Les sésames à la loi de la jungle
«INDIQUER les désastres produits par les changements de moeurs est la seule mission des livres » soulignait Balzac. Michel Houellebecq n'a cessé de mettre en pratique ce précepte. Dans Extension du domaine de la lutte, son premier roman sorti en 1994, il exprime l'intuition que le nouveau capitalisme va s'étendre à « toutes les âges de la vie et à toutes les classes de la société » et que le « libéralisme sexuel » lui a ouvert la voie. Cette conjonction « libérale-libertaire » signe, selon lui, l'avènement de la solitude, de la frustration et du désir perpétuels.
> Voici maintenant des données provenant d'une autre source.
//! Structural merge of a hand-edited skeleton with its regenerated version.
//!
//! The engine talks to the [`Merger`] trait. [`RegionMerger`] is the
//! built-in implementation: generated code is fenced by managed regions
//!
//! ```text
//! // codesync-managed-start: <key>
//! ...generated...
//! // codesync-managed-end: <key>
//! ```
//!
//! and everything outside a region belongs to the user. The comment style
//! around the tag is free (`//`, `/* */`, `{/* */}`), only the tag matters.

use std::collections::{BTreeMap, BTreeSet};

use thiserror::Error;

use codesync_core::ComponentId;

/// Tag opening a managed region. Its presence is the managed-edit marker.
pub const REGION_START: &str = "codesync-managed-start:";
/// Tag closing a managed region.
pub const REGION_END: &str = "codesync-managed-end:";

/// Whether `content` carries managed regions.
pub fn has_managed_marker(content: &str) -> bool {
    content.contains(REGION_START)
}

#[derive(Debug, Clone, PartialEq, Eq, Error)]
pub enum MergeError {
    #[error("{which} file has unbalanced managed region markers near line {line}")]
    Malformed { which: &'static str, line: usize },

    #[error("generated region {key:?} has no place in the edited file")]
    UnplacedRegion { key: String },

    #[error("{0}")]
    Other(String),
}

/// Everything a merger needs for one component.
#[derive(Debug, Clone, Copy)]
pub struct MergeRequest<'a> {
    pub component_id: &'a ComponentId,
    pub edited: &'a str,
    pub generated: &'a str,
    /// Node name → stable uuid, from the component bundle.
    pub node_ids: &'a BTreeMap<String, String>,
    /// Append generated regions that cannot be placed instead of failing.
    pub append_on_missing_base: bool,
}

pub trait Merger {
    fn merge(&self, request: &MergeRequest<'_>) -> Result<String, MergeError>;
}

// ---------------------------------------------------------------------------
// RegionMerger
// ---------------------------------------------------------------------------

#[derive(Debug, Clone, Copy, Default)]
pub struct RegionMerger;

#[derive(Debug)]
enum Segment<'a> {
    Text(&'a str),
    Region {
        key: String,
        start: &'a str,
        body: &'a str,
        end: &'a str,
    },
}

impl Merger for RegionMerger {
    fn merge(&self, request: &MergeRequest<'_>) -> Result<String, MergeError> {
        let canonical = |key: &str| {
            request
                .node_ids
                .get(key)
                .cloned()
                .unwrap_or_else(|| key.to_owned())
        };

        let edited = split_regions(request.edited, "edited", &canonical)?;
        let generated = split_regions(request.generated, "generated", &canonical)?;

        let mut fresh: BTreeMap<&str, (&str, &str, &str)> = BTreeMap::new();
        let mut order: Vec<&str> = Vec::new();
        for segment in &generated {
            if let Segment::Region {
                key,
                start,
                body,
                end,
            } = segment
            {
                fresh.insert(key.as_str(), (*start, *body, *end));
                order.push(key.as_str());
            }
        }

        let mut placed: BTreeSet<&str> = BTreeSet::new();
        let mut out = String::with_capacity(request.edited.len());
        for segment in &edited {
            match segment {
                Segment::Text(text) => out.push_str(text),
                Segment::Region {
                    key, start, end, ..
                } => {
                    // Regions removed upstream are dropped with their markers.
                    if let Some((_, body, _)) = fresh.get(key.as_str()) {
                        out.push_str(start);
                        out.push_str(body);
                        out.push_str(end);
                        placed.insert(key.as_str());
                    }
                }
            }
        }

        let unplaced: Vec<&str> = order
            .into_iter()
            .filter(|key| !placed.contains(key))
            .collect();
        if let Some(first) = unplaced.first() {
            if !request.append_on_missing_base {
                return Err(MergeError::UnplacedRegion {
                    key: (*first).to_owned(),
                });
            }
            if !out.is_empty() && !out.ends_with('\n') {
                out.push('\n');
            }
            for key in unplaced {
                let (start, body, end) = fresh[key];
                out.push_str(start);
                out.push_str(body);
                out.push_str(end);
            }
        }

        Ok(out)
    }
}

/// Split `content` into text and managed regions, keeping every byte.
fn split_regions<'a>(
    content: &'a str,
    which: &'static str,
    canonical: &dyn Fn(&str) -> String,
) -> Result<Vec<Segment<'a>>, MergeError> {
    let mut segments = Vec::new();
    let mut text_start = 0;
    let mut open: Option<(String, usize, usize)> = None; // key, start-line offset, body offset
    let mut offset = 0;

    for (index, line) in content.split_inclusive('\n').enumerate() {
        let line_start = offset;
        offset += line.len();

        if let Some(key) = tag_key(line, REGION_START) {
            if open.is_some() {
                return Err(MergeError::Malformed {
                    which,
                    line: index + 1,
                });
            }
            if line_start > text_start {
                segments.push(Segment::Text(&content[text_start..line_start]));
            }
            open = Some((canonical(key), line_start, offset));
        } else if let Some(key) = tag_key(line, REGION_END) {
            let Some((open_key, start_at, body_at)) = open.take() else {
                return Err(MergeError::Malformed {
                    which,
                    line: index + 1,
                });
            };
            if canonical(key) != open_key {
                return Err(MergeError::Malformed {
                    which,
                    line: index + 1,
                });
            }
            segments.push(Segment::Region {
                key: open_key,
                start: &content[start_at..body_at],
                body: &content[body_at..line_start],
                end: &content[line_start..offset],
            });
            text_start = offset;
        }
    }

    if open.is_some() {
        return Err(MergeError::Malformed {
            which,
            line: content.lines().count(),
        });
    }
    if text_start < content.len() {
        segments.push(Segment::Text(&content[text_start..]));
    }
    Ok(segments)
}

/// The key following `tag` on this line, up to whitespace or a comment closer.
fn tag_key<'a>(line: &'a str, tag: &str) -> Option<&'a str> {
    let rest = &line[line.find(tag)? + tag.len()..];
    let key = rest
        .trim_start()
        .split(|c: char| c.is_whitespace() || c == '*' || c == '}')
        .next()
        .unwrap_or("");
    if key.is_empty() {
        None
    } else {
        Some(key)
    }
}

// ---------------------------------------------------------------------------
// Tests
// ---------------------------------------------------------------------------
De la description de l'entreprise moderne à celle du tourisme de masse et de la sexualité exacerbée, c'est une société dominée par l'individualisme, le matérialisme et in fine la violence que Houellebecq dépeint. On a souvent oublié que cet écrivain, au succès convoité et contesté, ne commente pas, mais anticipe. Qu'il s'agisse des mutations liées au néocapitalisme ou de l'émergence d'un terrorisme islamiste radical (voir le récit prémonitoire dans Plateforme, sorti en août 2001, de l'attentat de Bali de 2002) sans oublier la charge contre l'idéologie soixante-huitarde dans Les Particules élémentaires, dès 1998, et sa volonté d'en finir avec l'esprit de Mai dont il avait saisi que le « jouir sans entraves » et « il est interdit d'interdire » étaient les sésames à la loi de la jungle.
Christian Authier, Le Figaro, 6 juillet 2007.